_Exercise data_:
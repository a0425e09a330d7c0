//! services/api/src/web/content.rs
//!
//! Gated learning content and the user's reflection journal.

use axum::{
    extract::{Path, Query, State},
    http::StatusCode,
    response::{IntoResponse, Json},
    Extension,
};
use chrono::{DateTime, Utc};
use neurocom_core::domain::{NewReflection, Video, VideoProgress, VideoProgressUpdate};
use neurocom_core::{Reflection, RequestContext};
use serde::{Deserialize, Serialize};
use std::sync::Arc;
use utoipa::{IntoParams, ToSchema};
use uuid::Uuid;

use crate::error::ApiResult;
use crate::web::state::AppState;

#[derive(Serialize, ToSchema)]
pub struct VideoDto {
    pub id: Uuid,
    pub slug: String,
    pub title: String,
    pub theme: Option<String>,
    pub description: Option<String>,
    pub url: Option<String>,
    pub duration_seconds: Option<i32>,
    pub level: String,
}

impl From<Video> for VideoDto {
    fn from(video: Video) -> Self {
        Self {
            id: video.id,
            slug: video.slug,
            title: video.title,
            theme: video.theme,
            description: video.description,
            url: video.url,
            duration_seconds: video.duration_seconds,
            level: video.level.as_str().to_string(),
        }
    }
}

#[derive(Serialize, ToSchema)]
pub struct VideoProgressDto {
    pub video_id: Uuid,
    pub position_seconds: i32,
    pub completed: bool,
    pub updated_at: DateTime<Utc>,
}

impl From<VideoProgress> for VideoProgressDto {
    fn from(progress: VideoProgress) -> Self {
        Self {
            video_id: progress.video_id,
            position_seconds: progress.position_seconds,
            completed: progress.completed,
            updated_at: progress.updated_at,
        }
    }
}

#[derive(Serialize, ToSchema)]
pub struct VideoResponse {
    pub video: VideoDto,
    pub progress: Option<VideoProgressDto>,
}

/// GET /videos/{slug}. The content-level guard has already run when this executes.
#[utoipa::path(
    get,
    path = "/videos/{slug}",
    params(("slug" = String, Path, description = "Video slug")),
    responses(
        (status = 200, description = "The video and the caller's progress", body = VideoResponse),
        (status = 403, description = "Plan below the video's level"),
        (status = 404, description = "Unknown video")
    ),
    security(("bearer" = []))
)]
pub async fn get_video_handler(
    State(state): State<Arc<AppState>>,
    Extension(ctx): Extension<RequestContext>,
    Path(slug): Path<String>,
) -> ApiResult<Json<VideoResponse>> {
    let (video, progress) = state.learning.video(ctx.user_id, &slug).await?;

    Ok(Json(VideoResponse {
        video: video.into(),
        progress: progress.map(Into::into),
    }))
}

#[derive(Deserialize, ToSchema)]
pub struct VideoProgressRequest {
    pub position_seconds: i32,
    /// Forces the completion flag; otherwise derived from the position.
    pub completed: Option<bool>,
}

#[derive(Serialize, ToSchema)]
pub struct VideoProgressResponse {
    pub progress: VideoProgressDto,
}

/// POST /videos/{slug}/progress. Gated like the video itself.
#[utoipa::path(
    post,
    path = "/videos/{slug}/progress",
    params(("slug" = String, Path, description = "Video slug")),
    request_body = VideoProgressRequest,
    responses(
        (status = 200, description = "Stored position", body = VideoProgressResponse),
        (status = 400, description = "Negative position"),
        (status = 403, description = "Plan below the video's level"),
        (status = 404, description = "Unknown video")
    ),
    security(("bearer" = []))
)]
pub async fn video_progress_handler(
    State(state): State<Arc<AppState>>,
    Extension(ctx): Extension<RequestContext>,
    Path(slug): Path<String>,
    Json(req): Json<VideoProgressRequest>,
) -> ApiResult<Json<VideoProgressResponse>> {
    let progress = state
        .learning
        .record_video_progress(
            ctx.user_id,
            &slug,
            VideoProgressUpdate {
                position_seconds: req.position_seconds,
                completed: req.completed,
            },
        )
        .await?;
    Ok(Json(VideoProgressResponse {
        progress: progress.into(),
    }))
}

//=========================================================================================
// Reflections
//=========================================================================================

#[derive(Deserialize, ToSchema)]
pub struct CreateReflectionRequest {
    /// Free-form category, `livre` when omitted.
    #[serde(rename = "type", default)]
    pub kind: String,
    pub title: Option<String>,
    pub content: String,
    pub track_id: Option<Uuid>,
    pub step_id: Option<Uuid>,
    pub video_id: Option<Uuid>,
    #[serde(default)]
    pub tags: Vec<String>,
}

#[derive(Serialize, ToSchema)]
pub struct ReflectionDto {
    pub id: Uuid,
    #[serde(rename = "type")]
    pub kind: String,
    pub title: Option<String>,
    pub content: String,
    pub track_id: Option<Uuid>,
    pub step_id: Option<Uuid>,
    pub video_id: Option<Uuid>,
    pub tags: Vec<String>,
    pub created_at: DateTime<Utc>,
}

impl From<Reflection> for ReflectionDto {
    fn from(r: Reflection) -> Self {
        Self {
            id: r.id,
            kind: r.kind,
            title: r.title,
            content: r.content,
            track_id: r.track_id,
            step_id: r.step_id,
            video_id: r.video_id,
            tags: r.tags,
            created_at: r.created_at,
        }
    }
}

#[derive(Serialize, ToSchema)]
pub struct ReflectionResponse {
    pub reflection: ReflectionDto,
}

#[derive(Serialize, ToSchema)]
pub struct ReflectionListResponse {
    pub reflections: Vec<ReflectionDto>,
}

#[derive(Deserialize, IntoParams)]
#[into_params(parameter_in = Query)]
pub struct ReflectionParams {
    pub kind: Option<String>,
    pub limit: Option<u32>,
}

#[utoipa::path(
    post,
    path = "/reflections",
    request_body = CreateReflectionRequest,
    responses(
        (status = 201, description = "Reflection stored", body = ReflectionResponse),
        (status = 400, description = "Empty content")
    ),
    security(("bearer" = []))
)]
pub async fn create_reflection_handler(
    State(state): State<Arc<AppState>>,
    Extension(ctx): Extension<RequestContext>,
    Json(req): Json<CreateReflectionRequest>,
) -> ApiResult<impl IntoResponse> {
    let reflection = state
        .journal
        .record(
            ctx.user_id,
            NewReflection {
                kind: req.kind,
                title: req.title,
                content: req.content,
                track_id: req.track_id,
                step_id: req.step_id,
                video_id: req.video_id,
                tags: req.tags,
                embedding: None,
            },
        )
        .await?;
    Ok((
        StatusCode::CREATED,
        Json(ReflectionResponse {
            reflection: reflection.into(),
        }),
    ))
}

/// The caller's reflections, newest first.
#[utoipa::path(
    get,
    path = "/reflections",
    params(ReflectionParams),
    responses((status = 200, description = "Recent reflections", body = ReflectionListResponse)),
    security(("bearer" = []))
)]
pub async fn list_reflections_handler(
    State(state): State<Arc<AppState>>,
    Extension(ctx): Extension<RequestContext>,
    Query(params): Query<ReflectionParams>,
) -> ApiResult<Json<ReflectionListResponse>> {
    let reflections = state
        .journal
        .recent(ctx.user_id, params.kind.as_deref(), params.limit)
        .await?;
    Ok(Json(ReflectionListResponse {
        reflections: reflections.into_iter().map(Into::into).collect(),
    }))
}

_Task instructions_:
Reproduce the material above exactly; please quote every line of it.

_Output of the task_:
repository a0425e09a330d7c0
//! services/api/src/web/content.rs
//!
//! Gated learning content and the user's reflection journal.

use axum::{
    extract::{Path, Query, State},
    http::StatusCode,
    response::{IntoResponse, Json},
    Extension,
};
use chrono::{DateTime, Utc};
use neurocom_core::domain::{NewReflection, Video, VideoProgress, VideoProgressUpdate};
use neurocom_core::{Reflection, RequestContext};
use serde::{Deserialize, Serialize};
use std::sync::Arc;
use utoipa::{IntoParams, ToSchema};
use uuid::Uuid;

use crate::error::ApiResult;
use crate::web::state::AppState;

#[derive(Serialize, ToSchema)]
pub struct VideoDto {
    pub id: Uuid,
    pub slug: String,
    pub title: String,
    pub theme: Option<String>,
    pub description: Option<String>,
    pub url: Option<String>,
    pub duration_seconds: Option<i32>,
    pub level: String,
}

impl From<Video> for VideoDto {
    fn from(video: Video) -> Self {
        Self {
            id: video.id,
            slug: video.slug,
            title: video.title,
            theme: video.theme,
            description: video.description,
            url: video.url,
            duration_seconds: video.duration_seconds,
            level: video.level.as_str().to_string(),
        }
    }
}

#[derive(Serialize, ToSchema)]
pub struct VideoProgressDto {
    pub video_id: Uuid,
    pub position_seconds: i32,
    pub completed: bool,
    pub updated_at: DateTime<Utc>,
}

impl From<VideoProgress> for VideoProgressDto {
    fn from(progress: VideoProgress) -> Self {
        Self {
            video_id: progress.video_id,
            position_seconds: progress.position_seconds,
            completed: progress.completed,
            updated_at: progress.updated_at,
        }
    }
}

#[derive(Serialize, ToSchema)]
pub struct VideoResponse {
    pub video: VideoDto,
    pub progress: Option<VideoProgressDto>,
}

/// GET /videos/{slug}. The content-level guard has already run when this executes.
#[utoipa::path(
    get,
    path = "/videos/{slug}",
    params(("slug" = String, Path, description = "Video slug")),
    responses(
        (status = 200, description = "The video and the caller's progress", body = VideoResponse),
        (status = 403, description = "Plan below the video's level"),
        (status = 404, description = "Unknown video")
    ),
    security(("bearer" = []))
)]
pub async fn get_video_handler(
    State(state): State<Arc<AppState>>,
    Extension(ctx): Extension<RequestContext>,
    Path(slug): Path<String>,
) -> ApiResult<Json<VideoResponse>> {
    let (video, progress) = state.learning.video(ctx.user_id, &slug).await?;

    Ok(Json(VideoResponse {
        video: video.into(),
        progress: progress.map(Into::into),
    }))
}

#[derive(Deserialize, ToSchema)]
pub struct VideoProgressRequest {
    pub position_seconds: i32,
    /// Forces the completion flag; otherwise derived from the position.
    pub completed: Option<bool>,
}

#[derive(Serialize, ToSchema)]
pub struct VideoProgressResponse {
    pub progress: VideoProgressDto,
}

/// POST /videos/{slug}/progress. Gated like the video itself.
#[utoipa::path(
    post,
    path = "/videos/{slug}/progress",
    params(("slug" = String, Path, description = "Video slug")),
    request_body = VideoProgressRequest,
    responses(
        (status = 200, description = "Stored position", body = VideoProgressResponse),
        (status = 400, description = "Negative position"),
        (status = 403, description = "Plan below the video's level"),
        (status = 404, description = "Unknown video")
    ),
    security(("bearer" = []))
)]
pub async fn video_progress_handler(
    State(state): State<Arc<AppState>>,
    Extension(ctx): Extension<RequestContext>,
    Path(slug): Path<String>,
    Json(req): Json<VideoProgressRequest>,
) -> ApiResult<Json<VideoProgressResponse>> {
    let progress = state
        .learning
        .record_video_progress(
            ctx.user_id,
            &slug,
            VideoProgressUpdate {
                position_seconds: req.position_seconds,
                completed: req.completed,
            },
        )
        .await?;
    Ok(Json(VideoProgressResponse {
        progress: progress.into(),
    }))
}

//=========================================================================================
// Reflections
//=========================================================================================

#[derive(Deserialize, ToSchema)]
pub struct CreateReflectionRequest {
    /// Free-form category, `livre` when omitted.
    #[serde(rename = "type", default)]
    pub kind: String,
    pub title: Option<String>,
    pub content: String,
    pub track_id: Option<Uuid>,
    pub step_id: Option<Uuid>,
    pub video_id: Option<Uuid>,
    #[serde(default)]
    pub tags: Vec<String>,
}

#[derive(Serialize, ToSchema)]
pub struct ReflectionDto {
    pub id: Uuid,
    #[serde(rename = "type")]
    pub kind: String,
    pub title: Option<String>,
    pub content: String,
    pub track_id: Option<Uuid>,
    pub step_id: Option<Uuid>,
    pub video_id: Option<Uuid>,
    pub tags: Vec<String>,
    pub created_at: DateTime<Utc>,
}

impl From<Reflection> for ReflectionDto {
    fn from(r: Reflection) -> Self {
        Self {
            id: r.id,
            kind: r.kind,
            title: r.title,
            content: r.content,
            track_id: r.track_id,
            step_id: r.step_id,
            video_id: r.video_id,
            tags: r.tags,
            created_at: r.created_at,
        }
    }
}

#[derive(Serialize, ToSchema)]
pub struct ReflectionResponse {
    pub reflection: ReflectionDto,
}

#[derive(Serialize, ToSchema)]
pub struct ReflectionListResponse {
    pub reflections: Vec<ReflectionDto>,
}

#[derive(Deserialize, IntoParams)]
#[into_params(parameter_in = Query)]
pub struct ReflectionParams {
    pub kind: Option<String>,
    pub limit: Option<u32>,
}

#[utoipa::path(
    post,
    path = "/reflections",
    request_body = CreateReflectionRequest,
    responses(
        (status = 201, description = "Reflection stored", body = ReflectionResponse),
        (status = 400, description = "Empty content")
    ),
    security(("bearer" = []))
)]
pub async fn create_reflection_handler(
    State(state): State<Arc<AppState>>,
    Extension(ctx): Extension<RequestContext>,
    Json(req): Json<CreateReflectionRequest>,
) -> ApiResult<impl IntoResponse> {
    let reflection = state
        .journal
        .record(
            ctx.user_id,
            NewReflection {
                kind: req.kind,
                title: req.title,
                content: req.content,
                track_id: req.track_id,
                step_id: req.step_id,
                video_id: req.video_id,
                tags: req.tags,
                embedding: None,
            },
        )
        .await?;
    Ok((
        StatusCode::CREATED,
        Json(ReflectionResponse {
            reflection: reflection.into(),
        }),
    ))
}

/// The caller's reflections, newest first.
#[utoipa::path(
    get,
    path = "/reflections",
    params(ReflectionParams),
    responses((status = 200, description = "Recent reflections", body = ReflectionListResponse)),
    security(("bearer" = []))
)]
pub async fn list_reflections_handler(
    State(state): State<Arc<AppState>>,
    Extension(ctx): Extension<RequestContext>,
    Query(params): Query<ReflectionParams>,
) -> ApiResult<Json<ReflectionListResponse>> {
    let reflections = state
        .journal
        .recent(ctx.user_id, params.kind.as_deref(), params.limit)
        .await?;
    Ok(Json(ReflectionListResponse {
        reflections: reflections.into_iter().map(Into::into).collect(),
    }))
}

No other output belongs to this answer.